Ashwin
Ashwin

Reputation:

Socket: Incorrect lenght returned by read() function

I am pretty new to socket programming. I have a function call similar to:

len = read(FD, buf, 1500);

[which is responsible for reading data from a telnet connection]

a printf in the next line shows buf to be >300 characters in length but (int)len gives only 89! Because of this all further parsing of the returned string fails..

I read a lot of questions on async socket read returning less than required data but in the above case it is returning sufficient data but the length reported is all wrong [the returned string is always the same and the length is always the same wrong value]...

Also the above function works properly when the returned string is small (typically in the range of 100 characters)

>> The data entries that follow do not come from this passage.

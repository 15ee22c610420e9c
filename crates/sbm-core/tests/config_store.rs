//! Tests for loading, saving and resolving configuration layers.

use std::fs;
use std::path::PathBuf;

use tempfile::TempDir;

use sbm_core::config::{ConfigLayer, ConfigStore, SbmConfig, load_config};
use sbm_core::error::SbmError;
use sbm_core::types::BuildMode;

#[test]
fn missing_files_resolve_to_defaults() {
    let tmp = TempDir::new().expect("Failed to create temp dir");
    let home = tmp.path().join("home");

    let resolved = load_config(&tmp.path().join("config"), &tmp.path().join("proj"), &home)
        .expect("load should succeed");
    assert_eq!(resolved.destination, home.join("sbm-bin"));
    assert_eq!(resolved.tool.program(), "swift");
    assert!(resolved.build.is_none());
}

#[test]
fn save_then_load_round_trips() {
    let tmp = TempDir::new().expect("Failed to create temp dir");
    let store = ConfigStore::from_paths(
        ConfigLayer::Global,
        &tmp.path().join("config"),
        tmp.path(),
    );

    let config = SbmConfig {
        destination: Some("/opt/sbm".into()),
        ..SbmConfig::default()
    };
    store.save(&config).expect("save should succeed");

    assert_eq!(store.config_path(), tmp.path().join("config/config.toml"));
    assert_eq!(store.load().expect("load"), config);
}

#[test]
fn project_layer_overrides_global() {
    let tmp = TempDir::new().expect("Failed to create temp dir");
    let global_dir = tmp.path().join("config");
    let project = tmp.path().join("proj");
    fs::create_dir_all(&global_dir).expect("create config dir");
    fs::create_dir_all(&project).expect("create project");

    fs::write(
        global_dir.join("config.toml"),
        "destination = \"/global/bin\"\ntool = \"xcrun-swift\"\n\n[build]\nmode = \"debug\"\nskip_targets = [\"slow\"]\n",
    )
    .expect("write global");
    fs::write(
        project.join("sbm.toml"),
        "destination = \"/project/bin\"\n\n[build]\ncli_only = true\n",
    )
    .expect("write project");

    let resolved = load_config(&global_dir, &project, tmp.path()).expect("load");
    assert_eq!(resolved.destination, PathBuf::from("/project/bin"));
    assert_eq!(resolved.tool.program(), "xcrun-swift");

    let build = resolved.build.expect("build defaults");
    assert_eq!(build.mode, Some(BuildMode::Debug));
    assert_eq!(build.skip_targets, vec!["slow"]);
    assert_eq!(build.cli_only, Some(true));
}

#[test]
fn parse_errors_name_the_file() {
    let tmp = TempDir::new().expect("Failed to create temp dir");
    fs::write(tmp.path().join("sbm.toml"), "[build]\nmode = \"fast\"\n").expect("write");

    let store = ConfigStore::from_paths(ConfigLayer::Project, tmp.path(), tmp.path());
    let err = store.load().unwrap_err();
    match err {
        SbmError::ConfigParse { path, .. } => assert_eq!(path, tmp.path().join("sbm.toml")),
        other => panic!("unexpected error: {other}"),
    }
}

Any pointers would be extremely helpful!

--Ashwin

Upvotes: 2

Views: 1882

Answers (4)

paxdiablo
paxdiablo

Reputation: 881373

but in the above case it is returning sufficient data but the length reported is all wrong

No, you are wrong about that. It is returning what it says it's returning, 89 bytes. The problem is that those 89 bytes don't include a nul terminator so that, when you printf the buffer, it keeps going, printing whatever was already in the rest of the buffer before your read happened.

What you should be doing (but see caveat below) is something like:

len = read(FD, buf, 1500);
printf ("%*.*s\n", len, len, buf);

to ensure you don't print beyond the end of the buffer.

What you're seeing is equivalent to:

char buff[500];
strcpy (buff, "Hello there");
memcpy (buff, "Goodbye", 7);
printf ("%s", buff);

Because you're not transferring the nul character in the memcpy, the buffer you're left with is:

               +---+---+---+---+---+---+---+---+---+---+---+---+
After sprintf: | H | e | l | l | o |   | t | h | e | r | e | \0|
               +---+---+---+---+---+---+---+---+---+---+---+---+
After memcpy : | G | o | o | d | b | y | e | h | e | r | e | \0|
               +---+---+---+---+---+---+---+---+---+---+---+---+

giving the string "Goodbyehere".

Caveat:

If there are nul characters within your data stream, that printf won't work since it'll stop at the first nul character it finds. The read function reads binary data from a file descriptor and it doesn't have to stop at the first newline or nul character.

That would be equivalent to:

char buff[500];
strcpy (buff, "Hello there");
memcpy (buff, "Go\0dbye", 8);
printf ("%s", buff);

               +---+---+---+---+---+---+---+---+---+---+---+---+
After sprintf: | H | e | l | l | o |   | t | h | e | r | e | \0|
               +---+---+---+---+---+---+---+---+---+---+---+---+
After memcpy : | G | o | \0| d | b | y | e | \0| e | r | e | \0|
               +---+---+---+---+---+---+---+---+---+---+---+---+

giving the string "Go".

If you really want to process nul- or newline-terminated string on what is a binary channel, the following (pseudo-code) is one way to do it:

while true:
    while buffer has no terminator character:
        read some more data into buffer, break on error or end-of-file.
    break on error or end-of-file.
    while buffer has at least one terminator character:
        process data up to first terminator character.
        remove that section from buffer.

It's a process that reads data until you have at least one "unit of work", then processes those units of work until you don't have a complete unit of work left.

Upvotes: 2

Aif
Aif

Reputation: 11220

you can zero the buffer at the read offset using :

buf[len] = 0;

The print call should be ok.

Upvotes: 2

dfa
dfa

Reputation: 116334

read() attempts to read up to 1500 bytes from file descriptor FD into the buffer starting at buf. On success, the number of bytes read is returned. It is not an error if this number is smaller than the number of bytes requested; this may happen for example because fewer bytes are actually available right now (maybe because we were close to end-of-file

Generally you need to call a read within a loop.

Upvotes: 0

Indy9000
Indy9000

Reputation: 8851

Usually for async sockets you have to read until the desired byte count is received. This means you have to manage the buffers. (i.e. increment the buffer pointer according to the bytes received, etc.)

The observations you have about the buffer having correct amount of data but reporting the wrong size is probably caused by stale data from the previous run. To confirm you could clear the buffer before each run.